BTW, you owe it to your dog to test the stimulation level on yourself (unless you have a heart pacemaker) so you know what kind of jolt your dog is getting, that it is humane.
I've not trained sport dogs but have used these collars to correct unwanted behavior like random barking, digging, running along a fence barking at every pedestrian, getting them to stop sleeping on a certain pieces of furniture, etc.
Different trainers have different methods, but here's what has worked for me:
- dogs are incredibly smart and will learn quickly, literally in one day. If proper procedure is followed, I've never had to "stimulate" a dog more than 3 times to stop any bad behavior, and that includes dogs that their owners have said have been uncontrollable barkers for 6 yrs. In fact the older the dog, the easier it is to correct bad behavior.
- but they can also learn just as quickly that they only are getting zapped when the collar is on. I suggest you have the dog wear the collar a week before using it AND once ur dog has corrected his behavior be prepared to for the dog to wear the collar for several months afterwards, esp when you're not home or in situations that generally would trigger his bad behavior, to the point that he's long forgotten his bad behavior even though you no longer have to stimulate him.
- dogs are smart enough to even notice if you're wearing the transmitter around your neck. Carry it in your jacket pocket instead.
- anticipate your dog's behavior: if he jumps out of bed in the morning and the first thing he does is head for the front window to bark, put the collar on BEFORE he gets up.
- modify one behavior at a time.
- the instructions say to give a command followed by a "stimulation". The only verbal command that should be given is "no" or "stop". And then only if you or multiple members in a family have yelled "no" at the dog so many times for so long that he's learned there are no consequences to not listening to you.

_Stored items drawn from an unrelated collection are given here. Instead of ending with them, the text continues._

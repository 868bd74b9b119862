//! Trace generator entry point: CLI wiring and config-driven engine construction.

use std::io;
use std::path::{Path, PathBuf};
use std::process;

use tracing::Level;

use nilm_tracegen::config::ScenarioConfig;
use nilm_tracegen::io::export::export_trace;
use nilm_tracegen::sim::engine::Engine;
use nilm_tracegen::sim::noise::BackgroundNoise;
use nilm_tracegen::sim::summary::TraceSummary;

/// Parsed CLI arguments.
struct CliArgs {
    scenario_path: Option<String>,
    preset: Option<String>,
    days_override: Option<usize>,
    seed_override: Option<u64>,
    alternate: bool,
    noise_override: Option<String>,
    output: Option<PathBuf>,
    overwrite: bool,
    verbose: bool,
}

fn print_help() {
    eprintln!("nilm-tracegen: synthetic household power traces for NILM research");
    eprintln!();
    eprintln!("Usage: nilm-tracegen [OPTIONS]");
    eprintln!();
    eprintln!("Options:");
    eprintln!("  --scenario <path>    Load scenario from TOML config file");
    eprintln!("  --preset <name>      Use a built-in preset ({})", ScenarioConfig::PRESETS.join(", "));
    eprintln!("  --days <n>           Override number of days to synthesize");
    eprintln!("  --seed <u64>         Override random seed");
    eprintln!("  --alternate          Vary appliance models across operations");
    eprintln!("  --noise <spec>       Background noise: none, G<watts>, or C<watts>");
    eprintln!("  --output <dir>       Write CSV traces and events.csv into <dir>");
    eprintln!("  --overwrite          Replace existing output files");
    eprintln!("  --verbose            Log debug output");
    eprintln!("  --help               Show this help message");
    eprintln!();
    eprintln!("If no --scenario or --preset is given, the demo preset is used.");
}

/// Returns the value following flag `args[*i]`, or exits with an error.
fn value<'a>(args: &'a [String], i: &mut usize, what: &str) -> &'a str {
    *i += 1;
    match args.get(*i) {
        Some(v) => v,
        None => {
            eprintln!("error: {} requires {what}", args[*i - 1]);
            process::exit(1);
        }
    }
}

fn parse_args() -> CliArgs {
    let args: Vec<String> = std::env::args().collect();
    let mut cli = CliArgs {
        scenario_path: None,
        preset: None,
        days_override: None,
        seed_override: None,
        alternate: false,
        noise_override: None,
        output: None,
        overwrite: false,
        verbose: false,
    };

    let mut i = 1;
    while i < args.len() {
        match args[i].as_str() {
            "--help" | "-h" => {
                print_help();
                process::exit(0);
            }
            "--scenario" => {
                cli.scenario_path = Some(value(&args, &mut i, "a path argument").to_string());
            }
            "--preset" => {
                cli.preset = Some(value(&args, &mut i, "a name argument").to_string());
            }
            "--days" => {
                let raw = value(&args, &mut i, "a positive integer");
                match raw.parse::<usize>() {
                    Ok(d) if d > 0 => cli.days_override = Some(d),
                    _ => {
                        eprintln!("error: --days value \"{raw}\" is not a positive integer");
                        process::exit(1);
                    }
                }
            }
            "--seed" => {
                let raw = value(&args, &mut i, "a u64 argument");
                if let Ok(s) = raw.parse::<u64>() {
                    cli.seed_override = Some(s);
                } else {
                    eprintln!("error: --seed value \"{raw}\" is not a valid u64");
                    process::exit(1);
                }
            }
            "--alternate" => {
                cli.alternate = true;
            }
            "--noise" => {
                let raw = value(&args, &mut i, "a noise spec");
                if let Err(e) = raw.parse::<BackgroundNoise>() {
                    eprintln!("error: --noise: {e}");
                    process::exit(1);
                }
                cli.noise_override = Some(raw.to_string());
            }
            "--output" => {
                cli.output = Some(PathBuf::from(value(&args, &mut i, "a directory argument")));
            }
            "--overwrite" => {
                cli.overwrite = true;
            }
            "--verbose" | "-v" => {
                cli.verbose = true;
            }
            other => {
                eprintln!("error: unknown argument \"{other}\"");
                print_help();
                process::exit(1);
            }
        }
        i += 1;
    }

    cli
}

fn main() {
    let cli = parse_args();

    tracing_subscriber::fmt()
        .with_max_level(if cli.verbose { Level::DEBUG } else { Level::INFO })
        .with_writer(io::stderr)
        .without_time()
        .compact()
        .init();

    // Load config: --scenario takes priority, then --preset, then the demo preset
    let loaded = if let Some(ref path) = cli.scenario_path {
        ScenarioConfig::from_toml_file(Path::new(path))
    } else {
        ScenarioConfig::from_preset(cli.preset.as_deref().unwrap_or("demo"))
    };
    let mut scenario = match loaded {
        Ok(cfg) => cfg,
        Err(e) => {
            eprintln!("{e}");
            process::exit(1);
        }
    };

    // Apply overrides
    if let Some(days) = cli.days_override {
        scenario.general.days = days;
    }
    if let Some(seed) = cli.seed_override {
        scenario.general.seed = seed;
    }
    if cli.alternate {
        scenario.general.vary_appliances = true;
    }
    if let Some(noise) = cli.noise_override {
        scenario.general.noise = noise;
    }

    // Validate
    let errors = scenario.validate();
    if !errors.is_empty() {
        for e in &errors {
            eprintln!("{e}");
        }
        process::exit(1);
    }

    // Build and run
    let engine = match Engine::from_config(&scenario) {
        Ok(engine) => engine,
        Err(e) => {
            eprintln!("{e}");
            process::exit(1);
        }
    };
    let appliances: Vec<String> = engine.appliances().keys().cloned().collect();
    let (seed, noise) = (engine.seed(), engine.noise());
    let trace = engine.run();

    let summary = TraceSummary::from_trace(&trace, appliances.iter().map(String::as_str), seed, noise);
    println!("{summary}");

    // Export CSV if requested
    if let Some(ref dir) = cli.output {
        match export_trace(&trace, dir, cli.overwrite) {
            Ok(report) => eprintln!(
                "{} of {} output files written to {}",
                report.written.len(),
                report.written.len() + report.skipped.len(),
                dir.display()
            ),
            Err(e) => {
                eprintln!("error: failed to write CSV: {e}");
                process::exit(1);
            }
        }
    }
}
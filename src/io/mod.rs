//! Trace output writers.

/// CSV export of power arrays and the event log.
pub mod export;
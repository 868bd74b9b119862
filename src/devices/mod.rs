//! Appliance models: analytic load components and appliance programs.

/// Appliance programs, candidate directories, and model selection.
pub mod appliance;
/// Analytic waveform components (on/off, linear, decay, growth, noise).
pub mod components;

pub use appliance::{Appliance, ApplianceModel, ModelSelection};
pub use components::LoadComponent;
//! State transition history tracking.
//!
//! The machine records every committed transition, including trivial
//! same-state commits, as an immutable sequence of timestamped records.

use super::state::State;
use chrono::{DateTime, Utc};
use serde::{Deserialize, Serialize};
use std::time::Duration;

/// Record of a single committed transition.
#[derive(Clone, Debug, Serialize, Deserialize)]
#[serde(bound = "")]
pub struct StateTransition<S: State> {
    /// The state being transitioned from
    pub from: S,
    /// The state being transitioned to
    pub to: S,
    /// When the transition was committed
    pub timestamp: DateTime<Utc>,
}

/// Ordered history of committed transitions.
///
/// History is immutable - the `record` method returns a new history
/// with the transition added.
///
/// # Example
///
/// ```rust
/// use switchyard::core::{State, StateHistory, StateTransition};
/// use serde::{Deserialize, Serialize};
/// use chrono::Utc;
///
/// #[derive(Clone, PartialEq, Debug, Serialize, Deserialize)]
/// enum GateState {
///     Open,
///     Closed,
/// }
///
/// impl State for GateState {
///     fn name(&self) -> &str {
///         match self {
///             Self::Open => "Open",
///             Self::Closed => "Closed",
///         }
///     }
/// }
///
/// let history = StateHistory::new();
/// let history = history.record(StateTransition {
///     from: GateState::Closed,
///     to: GateState::Open,
///     timestamp: Utc::now(),
/// });
///
/// let path = history.path();
/// assert_eq!(path.len(), 2); // Closed -> Open
/// ```
#[derive(Clone, Debug, Serialize, Deserialize)]
#[serde(bound = "")]
pub struct StateHistory<S: State> {
    transitions: Vec<StateTransition<S>>,
}

impl<S: State> Default for StateHistory<S> {
    fn default() -> Self {
        Self::new()
    }
}

impl<S: State> StateHistory<S> {
    /// Create a new empty history.
    pub fn new() -> Self {
        Self {
            transitions: Vec::new(),
        }
    }

    /// Record a transition, returning a new history.
    pub fn record(&self, transition: StateTransition<S>) -> Self {
        let mut transitions = self.transitions.clone();
        transitions.push(transition);
        Self { transitions }
    }

    /// Get the path of states traversed.
    ///
    /// Returns references to states in order: the state the first
    /// transition left, then the `to` state of each transition.
    pub fn path(&self) -> Vec<&S> {
        let mut path = Vec::new();
        if let Some(first) = self.transitions.first() {
            path.push(&first.from);
        }
        for transition in &self.transitions {
            path.push(&transition.to);
        }
        path
    }

    /// Calculate total duration from first to last transition.
    ///
    /// Returns `None` if there are no transitions.
    pub fn duration(&self) -> Option<Duration> {
        if let (Some(first), Some(last)) = (self.transitions.first(), self.transitions.last()) {
            let duration = last.timestamp.signed_duration_since(first.timestamp);
            duration.to_std().ok()
        } else {
            None
        }
    }

    /// Get all recorded transitions in order.
    pub fn transitions(&self) -> &[StateTransition<S>] {
        &self.transitions
    }
}
//! Transition errors.

use super::action::HookError;
use std::fmt;
use thiserror::Error;

/// Which hook phase an action error was raised in.
#[derive(Debug, Clone, Copy, PartialEq, Eq)]
pub enum HookPhase {
    /// The `before_transition` phase.
    Before,
    /// The `on_transition` decision phase.
    Decide,
    /// The `after_transition` phase, after the state was committed.
    After,
}

impl fmt::Display for HookPhase {
    fn fmt(&self, f: &mut fmt::Formatter<'_>) -> fmt::Result {
        match self {
            HookPhase::Before => write!(f, "before"),
            HookPhase::Decide => write!(f, "decide"),
            HookPhase::After => write!(f, "after"),
        }
    }
}

/// Errors returned by `go_to`.
///
/// A veto (a decision hook returning `false`) is not an error; `go_to`
/// reports it as `Ok(false)`. All variants except `Hook` leave the machine
/// state untouched; a `Hook` error raised in the after phase surfaces after
/// the new state was already committed.
#[derive(Debug, Error)]
pub enum TransitionError {
    /// Transition requested to the current state while same-state
    /// transitions are disallowed.
    #[error("machine is already in \"{state}\" state")]
    AlreadyInState { state: String },

    /// Requested target state is not in the legal-state set.
    #[error("invalid state: \"{state}\"")]
    InvalidState { state: String },

    /// No registered action matches the (current, target) pair.
    #[error("no action available to transition from \"{from}\" to \"{to}\" state")]
    NoActionAvailable { from: String, to: String },

    /// An action hook raised; the hook's error propagates verbatim as the
    /// source. Hooks already in flight in the same phase are not cancelled,
    /// so their side effects may have occurred even though the transition
    /// was aborted.
    #[error("action \"{action}\" failed in {phase} hook: {source}")]
    Hook {
        action: String,
        phase: HookPhase,
        #[source]
        source: HookError,
    },
}
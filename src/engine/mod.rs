//! The transition engine: actions, the machine, and transition errors.
//!
//! This is the imperative shell around the pure core. Hooks are
//! concurrency-suspending; within each phase of a transition every
//! matching action runs concurrently and the engine waits for all of them
//! before moving on.

mod action;
mod error;
mod machine;

pub use action::{Action, HookError, TransitionRequest};
pub use error::{HookPhase, TransitionError};
pub use machine::StateMachine;
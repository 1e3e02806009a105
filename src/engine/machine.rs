//! The transition engine: owns the current state and resolves and executes
//! transitions through the registered actions.

use crate::core::{State, StateHistory, StateTransition};
use crate::engine::action::{Action, HookError, TransitionRequest};
use crate::engine::error::{HookPhase, TransitionError};
use chrono::Utc;
use futures::future::join_all;
use std::sync::Arc;

/// The state machine manager, holding all available actions and performing
/// the state transitions.
///
/// Generic over the domain instance `I` (passed by shared reference to
/// every hook, never inspected or mutated by the machine itself), the state
/// type `S`, and an optional transition payload `P`.
///
/// `go_to` takes `&mut self`: a machine serves one transition at a time,
/// and callers that share a machine across tasks must serialize access
/// themselves (e.g. behind a `tokio::sync::Mutex`). Within a single call,
/// all hooks of a phase run concurrently and the call suspends until every
/// one of them completes; a slow hook stalls the whole transition.
pub struct StateMachine<I, S, P = ()>
where
    I: Sync + 'static,
    S: State + 'static,
    P: Sync + 'static,
{
    instance: I,
    states: Vec<S>,
    state: S,
    actions: Vec<Arc<dyn Action<I, S, P>>>,
    history: StateHistory<S>,
    allow_same_state: bool,
}

impl<I, S, P> StateMachine<I, S, P>
where
    I: Send + Sync + 'static,
    S: State + 'static,
    P: Send + Sync + 'static,
{
    /// Assembles a machine from already-validated parts. Construction goes
    /// through `StateMachineBuilder`, which checks the initial state
    /// against the legal-state set.
    pub(crate) fn from_parts(
        instance: I,
        states: Vec<S>,
        state: S,
        actions: Vec<Arc<dyn Action<I, S, P>>>,
        allow_same_state: bool,
    ) -> Self {
        Self {
            instance,
            states,
            state,
            actions,
            history: StateHistory::new(),
            allow_same_state,
        }
    }

    /// Get the current machine state.
    pub fn state(&self) -> &S {
        &self.state
    }

    /// The domain instance passed to every hook.
    pub fn instance(&self) -> &I {
        &self.instance
    }

    /// Mutable access to the domain instance. The machine itself never
    /// mutates it.
    pub fn instance_mut(&mut self) -> &mut I {
        &mut self.instance
    }

    /// The legal-state set, fixed at construction.
    pub fn states(&self) -> &[S] {
        &self.states
    }

    /// History of committed transitions.
    pub fn history(&self) -> &StateHistory<S> {
        &self.history
    }

    /// Whether the given state is registered in the machine.
    pub fn is_valid_state(&self, state: &S) -> bool {
        self.states.contains(state)
    }

    /// All actions available to go to the given state from the current one.
    ///
    /// Returns `None` when the transition is not permitted: a same-state
    /// request while `allow_same_state` is off, or no matching action.
    /// A same-state request with `allow_same_state` on yields an empty
    /// list - permitted, trivially approved, nothing to run.
    pub fn paths_to(&self, to: &S) -> Option<Vec<Arc<dyn Action<I, S, P>>>> {
        if *to == self.state {
            return self.allow_same_state.then(Vec::new);
        }

        let actions: Vec<_> = self
            .actions
            .iter()
            .filter(|action| action.matches(&self.state, to))
            .cloned()
            .collect();

        if actions.is_empty() {
            None
        } else {
            Some(actions)
        }
    }

    /// Checks if the machine can go to the desired state.
    pub fn can_go_to(&self, to: &S) -> bool {
        self.paths_to(to).is_some()
    }

    /// Performs a transition to the desired state without a payload.
    ///
    /// Returns `Ok(true)` if the transition was committed, `Ok(false)` if
    /// a matching action vetoed it (state unchanged), or an error for a
    /// refused request or a raised hook.
    pub async fn go_to(&mut self, to: S) -> Result<bool, TransitionError> {
        self.transition(to, None).await
    }

    /// Performs a transition with a payload, passed to every matching
    /// action's decision hook inside the request value.
    pub async fn go_to_with(&mut self, to: S, payload: P) -> Result<bool, TransitionError> {
        self.transition(to, Some(payload)).await
    }

    async fn transition(&mut self, to: S, payload: Option<P>) -> Result<bool, TransitionError> {
        let from = self.state.clone();

        if to == from {
            if !self.allow_same_state {
                return Err(TransitionError::AlreadyInState {
                    state: from.name().to_string(),
                });
            }
            // Trivial self-transition: commit with no actions to run.
            self.commit(to, &[]).await?;
            return Ok(true);
        }

        if !self.is_valid_state(&to) {
            return Err(TransitionError::InvalidState {
                state: to.name().to_string(),
            });
        }

        let actions = self
            .paths_to(&to)
            .ok_or_else(|| TransitionError::NoActionAvailable {
                from: from.name().to_string(),
                to: to.name().to_string(),
            })?;

        // Notify we're leaving the current state. Every hook of the phase
        // runs to completion before errors are inspected.
        let results = join_all(
            actions
                .iter()
                .map(|action| action.before_transition(&self.instance)),
        )
        .await;
        collect_phase(&actions, results, HookPhase::Before)?;

        // Check if we can transition to the next state.
        let request = TransitionRequest {
            from: from.clone(),
            to: to.clone(),
            payload,
        };
        let results = join_all(
            actions
                .iter()
                .map(|action| action.on_transition(&self.instance, &request)),
        )
        .await;
        let decisions = collect_phase(&actions, results, HookPhase::Decide)?;

        // Approved iff every decision hook agreed. An empty list is
        // vacuously approved.
        if decisions.into_iter().all(|approved| approved) {
            self.commit(to, &actions).await?;
            return Ok(true);
        }

        tracing::info!(from = from.name(), to = to.name(), "transition interrupted");
        Ok(false)
    }

    /// Commits the new state, records it, and notifies the actions that
    /// approved the transition.
    async fn commit(
        &mut self,
        to: S,
        actions: &[Arc<dyn Action<I, S, P>>],
    ) -> Result<(), TransitionError> {
        let from = std::mem::replace(&mut self.state, to.clone());
        self.history = self.history.record(StateTransition {
            from,
            to,
            timestamp: Utc::now(),
        });

        let results = join_all(
            actions
                .iter()
                .map(|action| action.after_transition(&self.instance)),
        )
        .await;
        collect_phase(actions, results, HookPhase::After)?;

        Ok(())
    }
}

/// Unpacks one phase's hook results, surfacing the first raised error
/// (in action order) as a `Hook` transition error.
fn collect_phase<I, S, P, T>(
    actions: &[Arc<dyn Action<I, S, P>>],
    results: Vec<Result<T, HookError>>,
    phase: HookPhase,
) -> Result<Vec<T>, TransitionError>
where
    I: Sync + 'static,
    S: State + 'static,
    P: Sync + 'static,
{
    let mut values = Vec::with_capacity(results.len());
    for (action, result) in actions.iter().zip(results) {
        match result {
            Ok(value) => values.push(value),
            Err(source) => {
                return Err(TransitionError::Hook {
                    action: action.name().to_string(),
                    phase,
                    source,
                });
            }
        }
    }
    Ok(values)
}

- Although humane, a stimulation is at least irritating to mildly painful depending on the needed setting. A painful zap will never train a dog to respond positively (as in coming, heeling or sitting). That's like calling for your dog downstairs to come up to your bedroom and then yelling at him for chewing the shoes you just found -- trust me, the dog will think twice before he comes running next time you call him.
- my preferred approach is to NOT to give any verbal command. If you don't want the dog on the white sofa, watch him. When he jumps up, zap him, SAY NOTHING and just watch him jump off. He'll look confused, maybe shake his head but generally after no more than 3 attempts he'll realize that sofa is no longer a pleasant place to nap and will instead go sleep on the leather sofa. And don't let him in the room with that white sofa unless you are around to correct his behavior again if needed. That way, the dog is "tricked" into believing there's something suddenly uncomfortable about that sofa or his action is causing the zap, whether you are around or not.
Should your dog yelp or run to you confused wondering why he just got stimulated, just reassure him with comforting words, like "what happened baby?" He'll quickly associate the zap with the bad behavior and not because YOU issued the command and therefore will stay off that white sofa even if you are not around.
These collars are NOT a replacement or short cut for proper basic training. But if used correctly they are invaluable in correcting single or isolated bad behaviors.
I tried one of the cheap $40 collars first - what a waste of time - no battery life and never even phased the dog.